Reproduce the data that follows in its entirety, character for character.
━━━━━ EXCERPTED DATA ━━━━━
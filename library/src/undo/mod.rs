//! Reversible edits.
//!
//! Every mutating request on [`TimelineModel`] takes an `undo`/`redo` pair and
//! extends it with the actions needed to revert and replay itself. Callers
//! start from [`noop`] and hand the finished pair to an [`UndoStack`].

mod stack;

pub use stack::{UndoCommand, UndoStack};

use crate::timeline::TimelineModel;

/// A deferred action against the timeline. Returns false if it could not be applied.
pub type Fun = Box<dyn Fn(&mut TimelineModel) -> bool>;

/// The identity action.
pub fn noop() -> Fun {
    Box::new(|_: &mut TimelineModel| true)
}

/// Append `operation` to `redo` and prepend `reverse` to `undo`, so that the
/// pair keeps replaying in order and reverting in reverse order.
pub fn update_undo_redo(operation: Fun, reverse: Fun, undo: &mut Fun, redo: &mut Fun) {
    push_front(reverse, undo);
    push_back(operation, redo);
}

/// `action` runs before whatever `fun` already does.
pub fn push_front(action: Fun, fun: &mut Fun) {
    let previous = std::mem::replace(fun, noop());
    *fun = Box::new(move |timeline: &mut TimelineModel| action(timeline) && previous(timeline));
}

/// `action` runs after whatever `fun` already does.
pub fn push_back(action: Fun, fun: &mut Fun) {
    let previous = std::mem::replace(fun, noop());
    *fun = Box::new(move |timeline: &mut TimelineModel| previous(timeline) && action(timeline));
}

#[cfg(test)]
mod tests {
    use super::*;
    use crate::config::TimelineConfig;
    use std::cell::RefCell;
    use std::rc::Rc;

    fn recorder(log: &Rc<RefCell<Vec<&'static str>>>, name: &'static str) -> Fun {
        let log = Rc::clone(log);
        Box::new(move |_: &mut TimelineModel| {
            log.borrow_mut().push(name);
            true
        })
    }

    #[test]
    fn test_update_undo_redo_ordering() {
        let log = Rc::new(RefCell::new(Vec::new()));
        let mut timeline = TimelineModel::new(TimelineConfig::default());
        let mut undo = noop();
        let mut redo = noop();

        update_undo_redo(recorder(&log, "op1"), recorder(&log, "rev1"), &mut undo, &mut redo);
        update_undo_redo(recorder(&log, "op2"), recorder(&log, "rev2"), &mut undo, &mut redo);

        assert!(redo(&mut timeline));
        assert!(undo(&mut timeline));
        assert_eq!(*log.borrow(), vec!["op1", "op2", "rev2", "rev1"]);
    }

    #[test]
    fn test_failure_short_circuits() {
        let log = Rc::new(RefCell::new(Vec::new()));
        let mut timeline = TimelineModel::new(TimelineConfig::default());
        let mut redo = noop();
        push_back(Box::new(|_: &mut TimelineModel| false), &mut redo);
        push_back(recorder(&log, "after"), &mut redo);

        assert!(!redo(&mut timeline));
        assert!(log.borrow().is_empty());
    }
}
━━━━━
- SOLUTION TO THE PROBLEM -
filename library/src/undo/mod.rs
//! Reversible edits.
//!
//! Every mutating request on [`TimelineModel`] takes an `undo`/`redo` pair and
//! extends it with the actions needed to revert and replay itself. Callers
//! start from [`noop`] and hand the finished pair to an [`UndoStack`].

mod stack;

pub use stack::{UndoCommand, UndoStack};

use crate::timeline::TimelineModel;

/// A deferred action against the timeline. Returns false if it could not be applied.
pub type Fun = Box<dyn Fn(&mut TimelineModel) -> bool>;

/// The identity action.
pub fn noop() -> Fun {
    Box::new(|_: &mut TimelineModel| true)
}

/// Append `operation` to `redo` and prepend `reverse` to `undo`, so that the
/// pair keeps replaying in order and reverting in reverse order.
pub fn update_undo_redo(operation: Fun, reverse: Fun, undo: &mut Fun, redo: &mut Fun) {
    push_front(reverse, undo);
    push_back(operation, redo);
}

/// `action` runs before whatever `fun` already does.
pub fn push_front(action: Fun, fun: &mut Fun) {
    let previous = std::mem::replace(fun, noop());
    *fun = Box::new(move |timeline: &mut TimelineModel| action(timeline) && previous(timeline));
}

/// `action` runs after whatever `fun` already does.
pub fn push_back(action: Fun, fun: &mut Fun) {
    let previous = std::mem::replace(fun, noop());
    *fun = Box::new(move |timeline: &mut TimelineModel| previous(timeline) && action(timeline));
}

#[cfg(test)]
mod tests {
    use super::*;
    use crate::config::TimelineConfig;
    use std::cell::RefCell;
    use std::rc::Rc;

    fn recorder(log: &Rc<RefCell<Vec<&'static str>>>, name: &'static str) -> Fun {
        let log = Rc::clone(log);
        Box::new(move |_: &mut TimelineModel| {
            log.borrow_mut().push(name);
            true
        })
    }

    #[test]
    fn test_update_undo_redo_ordering() {
        let log = Rc::new(RefCell::new(Vec::new()));
        let mut timeline = TimelineModel::new(TimelineConfig::default());
        let mut undo = noop();
        let mut redo = noop();

        update_undo_redo(recorder(&log, "op1"), recorder(&log, "rev1"), &mut undo, &mut redo);
        update_undo_redo(recorder(&log, "op2"), recorder(&log, "rev2"), &mut undo, &mut redo);

        assert!(redo(&mut timeline));
        assert!(undo(&mut timeline));
        assert_eq!(*log.borrow(), vec!["op1", "op2", "rev2", "rev1"]);
    }

    #[test]
    fn test_failure_short_circuits() {
        let log = Rc::new(RefCell::new(Vec::new()));
        let mut timeline = TimelineModel::new(TimelineConfig::default());
        let mut redo = noop();
        push_back(Box::new(|_: &mut TimelineModel| false), &mut redo);
        push_back(recorder(&log, "after"), &mut redo);

        assert!(!redo(&mut timeline));
        assert!(log.borrow().is_empty());
    }
}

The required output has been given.